From the opening line of the records through the line bearing "printing is deliberately", set down every line exactly.

* * * * * * * * *

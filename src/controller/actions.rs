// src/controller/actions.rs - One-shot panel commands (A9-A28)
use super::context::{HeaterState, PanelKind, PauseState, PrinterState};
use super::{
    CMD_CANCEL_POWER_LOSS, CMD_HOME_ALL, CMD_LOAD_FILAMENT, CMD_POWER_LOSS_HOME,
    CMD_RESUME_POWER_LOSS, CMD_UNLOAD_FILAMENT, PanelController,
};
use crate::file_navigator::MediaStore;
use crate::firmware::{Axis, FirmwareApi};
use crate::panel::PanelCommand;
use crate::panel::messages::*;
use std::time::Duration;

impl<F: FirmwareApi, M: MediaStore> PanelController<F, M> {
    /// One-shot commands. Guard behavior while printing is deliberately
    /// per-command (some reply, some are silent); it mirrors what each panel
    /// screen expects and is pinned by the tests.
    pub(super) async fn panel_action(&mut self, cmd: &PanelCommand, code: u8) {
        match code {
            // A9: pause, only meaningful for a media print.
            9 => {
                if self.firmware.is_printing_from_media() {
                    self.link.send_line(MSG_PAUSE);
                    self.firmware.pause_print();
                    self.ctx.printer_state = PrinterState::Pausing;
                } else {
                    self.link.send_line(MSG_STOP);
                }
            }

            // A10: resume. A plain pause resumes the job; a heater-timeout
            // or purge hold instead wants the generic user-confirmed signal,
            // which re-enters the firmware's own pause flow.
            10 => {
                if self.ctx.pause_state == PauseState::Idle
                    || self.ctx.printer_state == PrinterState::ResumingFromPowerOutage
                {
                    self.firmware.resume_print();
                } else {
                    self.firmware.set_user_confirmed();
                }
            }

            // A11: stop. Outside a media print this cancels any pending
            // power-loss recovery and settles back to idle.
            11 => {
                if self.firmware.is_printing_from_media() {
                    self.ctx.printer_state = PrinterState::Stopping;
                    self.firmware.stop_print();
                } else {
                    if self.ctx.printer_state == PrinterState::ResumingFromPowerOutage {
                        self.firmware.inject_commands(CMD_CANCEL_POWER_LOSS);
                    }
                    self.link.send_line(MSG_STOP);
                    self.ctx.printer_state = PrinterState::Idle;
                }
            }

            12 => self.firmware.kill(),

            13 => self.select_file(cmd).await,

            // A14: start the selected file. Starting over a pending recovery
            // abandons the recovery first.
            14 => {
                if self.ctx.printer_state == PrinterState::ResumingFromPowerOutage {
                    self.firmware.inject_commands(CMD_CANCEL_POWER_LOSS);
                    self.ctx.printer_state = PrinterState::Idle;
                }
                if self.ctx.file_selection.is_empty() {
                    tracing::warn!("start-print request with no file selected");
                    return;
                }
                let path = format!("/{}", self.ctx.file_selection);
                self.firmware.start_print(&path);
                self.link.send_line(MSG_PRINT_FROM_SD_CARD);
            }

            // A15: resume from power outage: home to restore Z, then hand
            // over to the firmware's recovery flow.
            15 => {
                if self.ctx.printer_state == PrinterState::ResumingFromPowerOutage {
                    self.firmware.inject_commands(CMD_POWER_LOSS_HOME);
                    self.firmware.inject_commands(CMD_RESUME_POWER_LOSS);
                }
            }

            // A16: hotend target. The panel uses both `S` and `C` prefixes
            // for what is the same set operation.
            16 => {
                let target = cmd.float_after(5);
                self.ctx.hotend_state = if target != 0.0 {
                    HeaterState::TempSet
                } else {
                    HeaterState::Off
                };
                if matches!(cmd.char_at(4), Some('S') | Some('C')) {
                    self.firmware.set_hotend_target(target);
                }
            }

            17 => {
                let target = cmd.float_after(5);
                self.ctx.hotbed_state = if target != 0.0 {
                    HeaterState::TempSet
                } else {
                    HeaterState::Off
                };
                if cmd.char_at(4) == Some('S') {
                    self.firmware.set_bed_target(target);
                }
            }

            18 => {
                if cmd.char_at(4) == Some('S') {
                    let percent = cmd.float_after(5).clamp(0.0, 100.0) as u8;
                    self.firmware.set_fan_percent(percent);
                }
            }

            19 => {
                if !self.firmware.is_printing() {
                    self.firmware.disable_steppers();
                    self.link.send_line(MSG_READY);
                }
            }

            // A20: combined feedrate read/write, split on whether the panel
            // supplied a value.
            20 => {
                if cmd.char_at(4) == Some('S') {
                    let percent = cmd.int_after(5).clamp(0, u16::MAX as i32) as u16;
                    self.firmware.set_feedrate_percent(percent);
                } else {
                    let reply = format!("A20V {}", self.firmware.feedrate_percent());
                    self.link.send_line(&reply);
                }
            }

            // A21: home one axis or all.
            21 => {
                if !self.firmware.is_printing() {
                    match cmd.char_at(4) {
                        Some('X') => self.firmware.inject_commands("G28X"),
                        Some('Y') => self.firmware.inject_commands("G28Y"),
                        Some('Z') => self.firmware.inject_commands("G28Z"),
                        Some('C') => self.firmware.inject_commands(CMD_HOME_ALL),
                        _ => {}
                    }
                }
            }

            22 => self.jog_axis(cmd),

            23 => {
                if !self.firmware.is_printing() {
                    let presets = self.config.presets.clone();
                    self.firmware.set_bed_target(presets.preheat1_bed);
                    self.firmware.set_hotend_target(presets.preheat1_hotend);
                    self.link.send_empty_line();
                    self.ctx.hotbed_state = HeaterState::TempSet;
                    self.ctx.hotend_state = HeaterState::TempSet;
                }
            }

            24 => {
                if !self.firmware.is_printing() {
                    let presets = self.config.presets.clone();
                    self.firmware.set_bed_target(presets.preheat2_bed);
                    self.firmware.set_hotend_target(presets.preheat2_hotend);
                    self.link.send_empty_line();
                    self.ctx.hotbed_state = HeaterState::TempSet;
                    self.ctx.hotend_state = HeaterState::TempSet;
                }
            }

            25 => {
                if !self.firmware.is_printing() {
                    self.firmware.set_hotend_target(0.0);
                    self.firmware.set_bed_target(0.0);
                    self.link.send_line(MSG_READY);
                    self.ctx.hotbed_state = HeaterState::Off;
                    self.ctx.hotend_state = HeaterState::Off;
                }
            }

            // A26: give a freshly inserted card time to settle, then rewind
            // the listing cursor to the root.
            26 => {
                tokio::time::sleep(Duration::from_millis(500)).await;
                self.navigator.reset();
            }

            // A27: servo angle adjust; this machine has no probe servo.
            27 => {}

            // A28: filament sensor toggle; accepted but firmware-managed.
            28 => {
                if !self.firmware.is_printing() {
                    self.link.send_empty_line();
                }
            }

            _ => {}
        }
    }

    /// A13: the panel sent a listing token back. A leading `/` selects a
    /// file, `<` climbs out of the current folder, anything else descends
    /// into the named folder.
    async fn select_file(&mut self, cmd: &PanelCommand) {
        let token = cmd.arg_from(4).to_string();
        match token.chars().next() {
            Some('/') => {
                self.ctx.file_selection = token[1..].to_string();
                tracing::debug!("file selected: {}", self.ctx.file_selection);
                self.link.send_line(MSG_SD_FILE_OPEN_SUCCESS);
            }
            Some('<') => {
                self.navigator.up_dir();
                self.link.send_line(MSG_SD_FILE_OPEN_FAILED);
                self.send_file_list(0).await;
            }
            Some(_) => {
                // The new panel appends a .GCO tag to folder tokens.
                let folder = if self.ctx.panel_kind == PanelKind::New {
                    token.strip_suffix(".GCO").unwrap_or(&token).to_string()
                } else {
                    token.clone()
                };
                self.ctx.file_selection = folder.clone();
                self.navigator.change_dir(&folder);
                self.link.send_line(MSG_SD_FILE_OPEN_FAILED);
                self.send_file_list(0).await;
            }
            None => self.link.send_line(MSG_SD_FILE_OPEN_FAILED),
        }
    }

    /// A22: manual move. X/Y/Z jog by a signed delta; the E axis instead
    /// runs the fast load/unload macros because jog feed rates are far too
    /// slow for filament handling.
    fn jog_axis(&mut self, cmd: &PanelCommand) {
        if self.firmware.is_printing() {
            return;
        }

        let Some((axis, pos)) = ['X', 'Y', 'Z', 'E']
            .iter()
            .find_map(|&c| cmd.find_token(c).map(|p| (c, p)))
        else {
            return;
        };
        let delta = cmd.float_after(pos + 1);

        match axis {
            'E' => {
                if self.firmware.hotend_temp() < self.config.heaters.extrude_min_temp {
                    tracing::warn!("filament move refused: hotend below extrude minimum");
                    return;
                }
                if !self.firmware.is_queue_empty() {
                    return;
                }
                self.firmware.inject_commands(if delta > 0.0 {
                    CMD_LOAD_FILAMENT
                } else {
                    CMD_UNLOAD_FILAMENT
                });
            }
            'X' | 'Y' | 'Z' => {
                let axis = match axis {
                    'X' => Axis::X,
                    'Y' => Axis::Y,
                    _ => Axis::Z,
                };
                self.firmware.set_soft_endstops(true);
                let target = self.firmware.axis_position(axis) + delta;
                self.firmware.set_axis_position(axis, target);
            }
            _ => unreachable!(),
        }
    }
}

* * * * * * * * *

→ **Response area**:
filename src/controller/actions.rs
// src/controller/actions.rs - One-shot panel commands (A9-A28)
use super::context::{HeaterState, PanelKind, PauseState, PrinterState};
use super::{
    CMD_CANCEL_POWER_LOSS, CMD_HOME_ALL, CMD_LOAD_FILAMENT, CMD_POWER_LOSS_HOME,
    CMD_RESUME_POWER_LOSS, CMD_UNLOAD_FILAMENT, PanelController,
};
use crate::file_navigator::MediaStore;
use crate::firmware::{Axis, FirmwareApi};
use crate::panel::PanelCommand;
use crate::panel::messages::*;
use std::time::Duration;

impl<F: FirmwareApi, M: MediaStore> PanelController<F, M> {
    /// One-shot commands. Guard behavior while printing is deliberately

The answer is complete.